Our work aims to raise opportunistic mobile crowdsensing to a reliable means of observing phenomena, focusing on urban environmental monitoring. More specifically, the mobile crowdsensors contribute measurements related to the physical environment (e.g., ambient temperature, air pressure, ambient humidity, ambient light, sound level, magnetic field) using the embedded/connected sensors on smart devices. To this end, we have developed a set of protocols that together support "context-aware collaborative mobile crowdsensing at the edge", by combining the following complementary features:

(i) CalibrateNoiseTogether: Multi-hop, multiparty calibration to ensure the accuracy of sensors embedded in or connected to smartphones. Sensors that are within a relevant sensing and communication range coordinate so that the observations of previously calibrated sensors serve calibrating new sensors.

(ii) ContextSense: Inference of the crowdsensors’ physical context so as to characterize the gathered data. Indeed, the relevance of the provided measurements depends on the adequacy of the sensing context with respect to the analyzed phenomena. We introduce an online learning approach to support the local inference of the sensing context that can evolve according to the environment in which it takes place.

(iii) BeTogether: Context-aware grouping of crowdsensors to share the workload and filter out low quality data. We leverage D2D communication and introduce a context-aware and cloud-less collaboration strategy in which crowdsensor groups are maintained in an autonomous and distributed way to monitor a physical phenomenon of interest.

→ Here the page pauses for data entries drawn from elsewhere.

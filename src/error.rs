//! Error types for the capture pipeline

use std::time::Duration;

use thiserror::Error;

use crate::analysis::AnalyzerError;

/// Result type alias used across the library
pub type Result<T> = std::result::Result<T, PipelineError>;

/// Camera device and session failures.
///
/// These are reported to the host as `SYSTEM_ERROR` and leave the frame
/// producer in its degraded state until the host retries.
#[derive(Debug, Clone, Error, PartialEq, Eq)]
pub enum DeviceError {
    #[error("timed out after {0:?} waiting for the camera device lock")]
    LockTimeout(Duration),

    #[error("no camera device found")]
    NotFound,

    #[error("camera session configuration failed: {0}")]
    Session(String),

    #[error("camera device disconnected")]
    Disconnected,
}

#[derive(Debug, Clone, Error)]
pub enum PipelineError {
    #[error("device error: {0}")]
    Device(#[from] DeviceError),

    #[error("analyzer error: {0}")]
    Analyzer(#[from] AnalyzerError),

    /// Compositor could not present a rendered frame. Fatal for the render cycle.
    #[error("compositor failed to present frame")]
    Presentation,

    #[error("readback of {width}x{height} zone failed: {reason}")]
    Readback {
        width: u32,
        height: u32,
        reason: String,
    },

    #[error("actor {0} is no longer running")]
    Disconnected(&'static str),

    #[error("failed to spawn {0} thread: {1}")]
    Spawn(&'static str, String),

    #[error("invalid configuration: {0}")]
    Config(String),
}

impl PipelineError {
    /// Whether the error ends the pipeline rather than degrading one actor
    pub fn is_fatal(&self) -> bool {
        matches!(self, PipelineError::Presentation)
    }
}

impl From<config::ConfigError> for PipelineError {
    fn from(e: config::ConfigError) -> Self {
        PipelineError::Config(e.to_string())
    }
}

#[cfg(test)]
mod tests {
    use super::*;

    #[test]
    fn test_only_presentation_is_fatal() {
        assert!(PipelineError::Presentation.is_fatal());
        assert!(!PipelineError::Device(DeviceError::NotFound).is_fatal());
        assert!(!PipelineError::Disconnected("validator").is_fatal());
    }

    #[test]
    fn test_device_error_converts() {
        let err: PipelineError = DeviceError::LockTimeout(Duration::from_millis(2500)).into();
        assert!(err.to_string().contains("device lock"));
    }
}
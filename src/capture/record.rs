//! Capture record passed between the producer, renderer and validator

use std::fmt;

use bytes::BytesMut;
use serde::{Deserialize, Serialize};

/// Three-valued readiness of one camera subsystem
#[derive(Debug, Clone, Copy, PartialEq, Eq, Default, Serialize, Deserialize)]
pub enum Readiness {
    /// Metadata for this dimension was not reported
    #[default]
    NotAvailable,
    NotReady,
    Ready,
}

/// Validation progress of a capture
#[derive(Debug, Clone, Copy, PartialEq, Eq, Default, Serialize, Deserialize)]
pub enum ValidationState {
    #[default]
    Wait,
    InProgress,
    Succeeded,
    Failed,
}

impl ValidationState {
    /// Analysis has produced a final verdict
    pub fn is_resolved(self) -> bool {
        matches!(self, ValidationState::Succeeded | ValidationState::Failed)
    }
}

/// One candidate frame.
///
/// Records are pooled by [`CaptureSnapshotBuilder`](super::CaptureSnapshotBuilder)
/// and mutated in place. A record is owned by exactly one actor at a time:
/// sending it in a message moves it, pixels included.
#[derive(Default)]
pub struct Capture {
    pub camera: Readiness,
    pub light: Readiness,
    pub faces: Readiness,

    /// Accelerometer snapshot at build time
    pub gravity: [f32; 3],
    /// Smoothed motion magnitude at build time
    pub movement: f32,

    /// Preview plugin that rendered the frame
    pub plugin_id: String,
    /// Capture zone dimensions in pixels
    pub width: u32,
    pub height: u32,
    /// RGBA pixels of the capture zone, present only after readback
    pub pixels: Option<BytesMut>,

    pub validation: ValidationState,
}

impl Capture {
    /// Copies everything except the pixel buffer, which is never shared
    pub fn copy_metadata_from(&mut self, other: &Capture) {
        self.camera = other.camera;
        self.light = other.light;
        self.faces = other.faces;
        self.gravity = other.gravity;
        self.movement = other.movement;
        self.plugin_id.clear();
        self.plugin_id.push_str(&other.plugin_id);
        self.width = other.width;
        self.height = other.height;
        self.validation = other.validation;
    }

    /// No readiness dimension reports NOT_READY
    pub fn is_ready(&self) -> bool {
        self.camera != Readiness::NotReady
            && self.light != Readiness::NotReady
            && self.faces != Readiness::NotReady
    }

    /// Clears the record for reuse, handing back its pixel buffer if any
    pub(crate) fn reset(&mut self) -> Option<BytesMut> {
        self.camera = Readiness::NotAvailable;
        self.light = Readiness::NotAvailable;
        self.faces = Readiness::NotAvailable;
        self.gravity = [0.0; 3];
        self.movement = 0.0;
        self.plugin_id.clear();
        self.width = 0;
        self.height = 0;
        self.validation = ValidationState::Wait;
        self.pixels.take()
    }
}

impl fmt::Debug for Capture {
    fn fmt(&self, f: &mut fmt::Formatter<'_>) -> fmt::Result {
        f.debug_struct("Capture")
            .field("validation", &self.validation)
            .field("camera", &self.camera)
            .field("light", &self.light)
            .field("faces", &self.faces)
            .field("gravity", &self.gravity)
            .field("movement", &self.movement)
            .field("plugin_id", &self.plugin_id)
            .field("size", &format_args!("{}x{}", self.width, self.height))
            .field("pixels", &self.pixels.as_ref().map(|p| p.len()))
            .finish()
    }
}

(iv) IAM (Interpolation and Aggregation on the Move): Data processing at the edge to enhance the knowledge transferred to the cloud and reduce the data uploading and resource consumption in the cloud. The data interpolation and aggregation is based on opportunistic meetings of the crowdsensors, and the relay decision is made based on the quality of the inferred data.
URL:
https://github.com/sensetogether
Contact:
Valerie Issarny
Participants:
Yifan Du, Françoise Sailhan, Valerie Issarny

6.1.3 SocialBus

Name:
Universal Social Network Bus
Keywords:
Middleware, Interoperability, Social networks, Software Oriented Service (SOA)
Functional Description:
Online social network services (OSNSs) have become an integral part of our daily lives. At the same time, the aggressive market competition has led to the emergence of multiple competing siloed OSNSs that cannot interoperate. As a consequence, people face the burden of creating and managing multiple OSNS accounts and learning how to use them, to stay connected. The goal of the Universal Social Network Bus (USNB) is to relieve users from such a burden, letting them use their favorite applications to communicate.
URL:
http://cicamo.re/#socialbus
Contact:
Valerie Issarny
Participants:
Rafael Angarita Arocha, Lior Diler, William Aboucaya, Valerie Issarny, Nikolaos Georgantas

6.1.4 Network Microscope

Keywords:
Quality of Experience, Network monitoring, Video analysis
Functional Description:
A system that accurately infers video streaming quality metrics in real time, such as startup delay or video resolution, by using just a handful of features extracted from passive traffic measurement. Network Microscope passively collects a corpus of network features about the traffic flows of interest in the network and directs those to a real-time analytics framework that can perform more complex inference tasks. Network Microscope enables network operators to determine degradations in application quality as they happen, even when the traffic is encrypted.
URL:
https://netmicroscope.com/
Contact:
Renata Cruz Teixeira
Participants:
Francesco Bronzino, Renata Cruz Teixeira

7 New results

7.1 Scheduling of Continuous Operators for IoT Edge Analytics with Time Constraints

Participants: Patient Ntumba (MiMove), Nikolaos Georgantas (MiMove), Vassilis Christophides (ENSEA)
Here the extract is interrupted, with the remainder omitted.